Multiplying Algebraic Fractions

• Multiply fractions by multiplying the numerators together and the denominators together.
• This can also involve canceling common factors before performing the multiplication.

Cross Cancellation

• When multiplying multiple fractions, like terms can be canceled:
  • Example: In ( \frac{4x^2}{5y} \times \frac{10x}{y^2} \times \frac{y}{8x^2} ), canceling results in ( \frac{x}{y^2} ).

Dividing Algebraic Expressions

• Division of fractions involves inverting the second fraction and then multiplying, which facilitates simplification.
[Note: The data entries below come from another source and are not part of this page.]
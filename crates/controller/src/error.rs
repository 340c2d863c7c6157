//! Controller fault taxonomy. No fault ends the process; each one is logged,
//! kept in the event buffer and mirrored into the log table.

use thiserror::Error;
use tracing::{error, warn};

use crate::actuator::ActuatorFault;
use crate::bus::Channel;
use crate::sensors::SensorFault;

#[derive(Debug, Clone, Error)]
pub enum Fault {
    /// The cache keeps serving the last good value.
    #[error(transparent)]
    Sensor(#[from] SensorFault),
    /// The line was driven to its safe level.
    #[error(transparent)]
    Actuator(#[from] ActuatorFault),
    /// The channel was closed out; the cycle moves on.
    #[error("channel {channel} did not reach its target within {elapsed} units")]
    WateringTimeout { channel: Channel, elapsed: u32 },
    /// A default was substituted for a missing or bad stored setting.
    #[error("setting {key}: {reason}, using default")]
    ConfigLoad { key: String, reason: String },
    /// A telemetry datagram or sink batch was dropped.
    #[error("{0}")]
    TelemetrySink(String),
}

impl Fault {
    pub fn category(&self) -> &'static str {
        match self {
            Fault::Sensor(_) => "SensorFault",
            Fault::Actuator(_) => "ActuatorFault",
            Fault::WateringTimeout { .. } => "WateringTimeout",
            Fault::ConfigLoad { .. } => "ConfigLoadFault",
            Fault::TelemetrySink(_) => "TelemetrySinkFault",
        }
    }

    /// Faults that mean a line or session was forced into a safe state.
    pub fn is_error(&self) -> bool {
        matches!(self, Fault::Actuator(_))
    }

    pub fn emit(&self) {
        if self.is_error() {
            error!(category = self.category(), "{self}");
        } else {
            warn!(category = self.category(), "{self}");
        }
    }
}

#[cfg(test)]
mod tests {
    use super::*;
    use crate::bus::{BusFault, Line, Quantity};

    #[test]
    fn categories() {
        let sensor = Fault::from(SensorFault {
            quantity: Quantity::Rain,
            source: BusFault::Timeout,
        });
        assert_eq!(sensor.category(), "SensorFault");
        assert_eq!(sensor.to_string(), "rain read failed: bus transaction timed out");

        let act = Fault::from(ActuatorFault::Bus {
            line: Line::Pump,
            source: BusFault::Nack,
        });
        assert_eq!(act.category(), "ActuatorFault");
        assert!(act.is_error());

        let cfg = Fault::ConfigLoad {
            key: "VOL1".into(),
            reason: "missing".into(),
        };
        assert_eq!(cfg.to_string(), "setting VOL1: missing, using default");
        assert!(!cfg.is_error());
    }
}
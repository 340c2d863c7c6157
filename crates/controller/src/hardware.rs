//! The hardware lock group: bus, actuator gateway and sensor cache behind a
//! single mutex. Every method here is one atomic operation; callers must
//! not hold the lock across a settle or poll wait.

use std::sync::Arc;

use anyhow::Result;
use tokio::sync::Mutex;
use tracing::{info, warn};

use crate::actuator::{ActuatorFault, ActuatorGateway, ActuatorState};
use crate::bus::{Bus, BusFault, Channel, Line, Quantity, Rail};
use crate::config::{HardwareConfig, SensorConfig};
use crate::sensors::{SensorCache, SensorFault, SensorSnapshot, StatusBits};

pub type SharedHardware = Arc<Mutex<Hardware>>;

pub struct Hardware {
    bus: Box<dyn Bus>,
    actuators: ActuatorGateway,
    sensors: SensorCache,
    sensor_cfg: SensorConfig,
}

/// Result of one sensor refresh.
pub struct Reading {
    pub snapshot: SensorSnapshot,
    pub status: StatusBits,
    pub actuators: ActuatorState,
    pub faults: Vec<SensorFault>,
}

impl Hardware {
    pub fn new(bus: Box<dyn Bus>, sensor_cfg: SensorConfig) -> Self {
        Self {
            bus,
            actuators: ActuatorGateway::new(),
            sensors: SensorCache::new(&sensor_cfg),
            sensor_cfg,
        }
    }

    pub fn into_shared(self) -> SharedHardware {
        Arc::new(Mutex::new(self))
    }

    // ── Sensors ─────────────────────────────────────────────────────────

    pub fn refresh(&mut self) -> Reading {
        let (snapshot, faults) = self.sensors.refresh(self.bus.as_mut());
        let rails_ok = Rail::ALL.map(|r| self.rail_ok(r));
        Reading {
            snapshot,
            status: StatusBits::derive(&snapshot, rails_ok, &self.sensor_cfg),
            actuators: self.actuators.state(),
            faults,
        }
    }

    pub fn poll(&mut self, quantity: Quantity) -> Result<u8, SensorFault> {
        self.sensors.poll(self.bus.as_mut(), quantity)
    }

    pub fn sensor_fault_counts(&self) -> [u32; Quantity::COUNT] {
        self.sensors.fault_counts()
    }

    /// Power-good inputs are active low. A failed read counts as not OK.
    pub fn rail_ok(&mut self, rail: Rail) -> bool {
        match self.bus.read_line(Line::Rail(rail)) {
            Ok(level) => !level,
            Err(e) => {
                warn!(%rail, error = %e, "rail status read failed");
                false
            }
        }
    }

    pub fn reset_flow_counters(&mut self) -> Result<(), BusFault> {
        self.bus.reset_flow_counters()?;
        info!("flow counters reset");
        Ok(())
    }

    // ── Actuators ───────────────────────────────────────────────────────

    pub fn actuators(&self) -> ActuatorState {
        self.actuators.state()
    }

    pub fn pump_on(&self) -> bool {
        self.actuators.pump_on()
    }

    pub fn valve_open(&self, ch: Channel) -> bool {
        self.actuators.valve_open(ch)
    }

    pub fn set_valve(&mut self, ch: Channel, open: bool) -> Result<(), ActuatorFault> {
        self.actuators.set_valve(self.bus.as_mut(), ch, open)
    }

    pub fn set_pump(&mut self, on: bool) -> Result<(), ActuatorFault> {
        self.actuators.set_pump(self.bus.as_mut(), on)
    }

    pub fn read_line(&mut self, line: Line) -> bool {
        self.actuators.read(self.bus.as_mut(), line)
    }

    pub fn actuator_fault_count(&self) -> u32 {
        self.actuators.fault_count()
    }

    /// Pump off, every valve closed.
    pub fn fail_safe(&mut self) -> Result<(), ActuatorFault> {
        self.actuators.all_off(self.bus.as_mut())
    }
}

/// Build the bus for this process: rppal hardware with the `gpio` feature,
/// the simulator otherwise.
#[cfg(feature = "gpio")]
pub fn build_bus(cfg: &HardwareConfig) -> Result<Box<dyn Bus>> {
    Ok(Box::new(crate::bus::rpi::RpiBus::new(cfg)?))
}

#[cfg(not(feature = "gpio"))]
pub fn build_bus(cfg: &HardwareConfig) -> Result<Box<dyn Bus>> {
    info!(
        pump = cfg.pump_pin,
        valves = ?cfg.valve_pins,
        "[sim-bus] no hardware, using simulated bus"
    );
    Ok(Box::new(crate::bus::SimBus::noisy()))
}

// ===========================================================================
// Tests
// ===========================================================================
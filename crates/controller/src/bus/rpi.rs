//! Raspberry Pi bus: rppal GPIO for pump, valves and power-good inputs, and
//! I²C for the flow controller and the two temperature sensors. Only built
//! with the `gpio` feature.

use std::io;

use anyhow::{Context, Result};
use rppal::gpio::{Gpio, InputPin, OutputPin};
use rppal::i2c::{self, I2c};
use tracing::info;

use super::{Bus, BusFault, Channel, Line, Quantity};
use crate::config::HardwareConfig;

/// Register map of the flow/rain/level microcontroller.
mod reg {
    pub const FLOW_BASE: u8 = 0x20;
    pub const RAIN: u8 = 0x25;
    pub const LEVEL: u8 = 0x26;
    pub const PRESSURE: u8 = 0x27;
    pub const GROUND: u8 = 0x28;
    pub const RESET_COUNTERS: u8 = 0x40;
}

/// Temperature register on both LM75-style sensors.
const TEMP_REG: u8 = 0x00;

pub struct RpiBus {
    i2c: I2c,
    pump: OutputPin,
    valves: Vec<OutputPin>,
    rails: Vec<InputPin>,
    flow_addr: u16,
    cpu_temp_addr: u16,
    ambient_temp_addr: u16,
    exposed_temp: u8,
}

impl RpiBus {
    pub fn new(cfg: &HardwareConfig) -> Result<Self> {
        let gpio = Gpio::new().context("opening GPIO")?;

        // Outputs come up driven low: pump off, valves closed.
        let pump = gpio
            .get(cfg.pump_pin)
            .with_context(|| format!("claiming pump pin {}", cfg.pump_pin))?
            .into_output_low();
        let mut valves = Vec::with_capacity(Channel::COUNT);
        for pin in cfg.valve_pins {
            valves.push(
                gpio.get(pin)
                    .with_context(|| format!("claiming valve pin {pin}"))?
                    .into_output_low(),
            );
        }
        let mut rails = Vec::with_capacity(cfg.rail_pins.len());
        for pin in cfg.rail_pins {
            rails.push(
                gpio.get(pin)
                    .with_context(|| format!("claiming rail pin {pin}"))?
                    .into_input(),
            );
        }

        let mut i2c = I2c::new().context("opening I2C bus")?;
        i2c.set_timeout(cfg.i2c_timeout_ms)
            .context("setting I2C timeout")?;

        info!(
            pump = cfg.pump_pin,
            valves = ?cfg.valve_pins,
            rails = ?cfg.rail_pins,
            "rpi bus initialised"
        );

        Ok(Self {
            i2c,
            pump,
            valves,
            rails,
            flow_addr: cfg.flow_controller_addr,
            cpu_temp_addr: cfg.cpu_temp_addr,
            ambient_temp_addr: cfg.ambient_temp_addr,
            exposed_temp: cfg.exposed_temp_value,
        })
    }

    /// Register-pointer write followed by a separate read, the way the
    /// microcontroller firmware expects it.
    fn transfer(&mut self, addr: u16, register: u8, buf: &mut [u8]) -> Result<(), BusFault> {
        self.i2c.set_slave_address(addr).map_err(map_i2c)?;
        self.i2c.write(&[register]).map_err(map_i2c)?;
        let n = self.i2c.read(buf).map_err(map_i2c)?;
        if n < buf.len() {
            return Err(BusFault::Nack);
        }
        Ok(())
    }

    fn read_register(&mut self, register: u8) -> Result<u8, BusFault> {
        let mut buf = [0u8; 1];
        self.transfer(self.flow_addr, register, &mut buf)?;
        Ok(buf[0])
    }
}

fn map_i2c(e: i2c::Error) -> BusFault {
    match e {
        i2c::Error::Io(io) if io.kind() == io::ErrorKind::TimedOut => BusFault::Timeout,
        // EREMOTEIO: the addressed device did not ACK.
        i2c::Error::Io(io) if io.raw_os_error() == Some(121) => BusFault::Nack,
        other => BusFault::Io(other.to_string()),
    }
}

impl Bus for RpiBus {
    fn read(&mut self, quantity: Quantity) -> Result<u8, BusFault> {
        match quantity {
            Quantity::Flow(ch) => self.read_register(reg::FLOW_BASE + ch.index() as u8),
            Quantity::Rain => self.read_register(reg::RAIN),
            Quantity::Ground => self.read_register(reg::GROUND),
            Quantity::TankLevel => self.read_register(reg::LEVEL),
            Quantity::Pressure => self.read_register(reg::PRESSURE),
            Quantity::CpuTemp => {
                // 9-bit two's complement in half degrees; keep whole degrees.
                let mut buf = [0u8; 2];
                self.transfer(self.cpu_temp_addr, TEMP_REG, &mut buf)?;
                let raw = (u16::from(buf[0]) << 8) | u16::from(buf[1]);
                Ok(((raw >> 7) & 0xFF) as u8)
            }
            Quantity::AmbientTemp => {
                let mut buf = [0u8; 2];
                self.transfer(self.ambient_temp_addr, TEMP_REG, &mut buf)?;
                Ok(buf[0] & 0x7F)
            }
            Quantity::ExposedTemp => Ok(self.exposed_temp),
        }
    }

    fn read_line(&mut self, line: Line) -> Result<bool, BusFault> {
        Ok(match line {
            Line::Pump => self.pump.is_set_high(),
            Line::Valve(ch) => self.valves[ch.index()].is_set_high(),
            Line::Rail(r) => self.rails[r.index()].is_high(),
        })
    }

    fn write_line(&mut self, line: Line, high: bool) -> Result<(), BusFault> {
        let pin = match line {
            Line::Pump => &mut self.pump,
            Line::Valve(ch) => &mut self.valves[ch.index()],
            Line::Rail(_) => return Err(BusFault::NotOutput(line)),
        };
        if high {
            pin.set_high();
        } else {
            pin.set_low();
        }
        Ok(())
    }

    fn reset_flow_counters(&mut self) -> Result<(), BusFault> {
        self.i2c.set_slave_address(self.flow_addr).map_err(map_i2c)?;
        self.i2c.write(&[reg::RESET_COUNTERS]).map_err(map_i2c)?;
        Ok(())
    }
}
Adding/Subtracting Expressions

• Finding the LCD is crucial for adding or subtracting algebraic fractions.
• The LCD is determined by factoring each denominator and taking the highest power of each factor.

Steps to Find the LCD

• Factor all denominators thoroughly.
• The LCD is the product of distinct factors taken at their maximum occurrence found in any denominator.

Example LCD Calculation

• For ( \frac{1}{x^2 - x} ), ( \frac{1}{x^2 - 1} ), and ( \frac{1}{x^2} ):
  • Factored forms yield ( x(x - 1) ), ( (x + 1)(x - 1) ), and ( x^2 ).
  • The final LCD is ( x^2(x - 1)(x + 1) ).

Process for Adding/Subtracting Algebraic Fractions

• Step 1: Identify the LCD.
• Step 2: Rewrite fractions over the LCD.
• Step 3: Combine numerators over the LCD.
• Step 4: Simplify the resulting expression if possible.

Example of Simplification

• For ( \frac{y-3}{y-5} + \frac{y - 23}{y^2 - y - 20} ), factor and combine:
  • LCD found as ( (y-5)(y+4) ).
  • Final expression after simplification leads to ( \frac{y + 7}{y + 4} ) with the condition that ( y \neq 5 ).

General Tips

• Ensure thorough factorization before performing operations to identify possible cancellations.
• Always check for undefined values (e.g., denominators equating to zero) before simplifying fractions.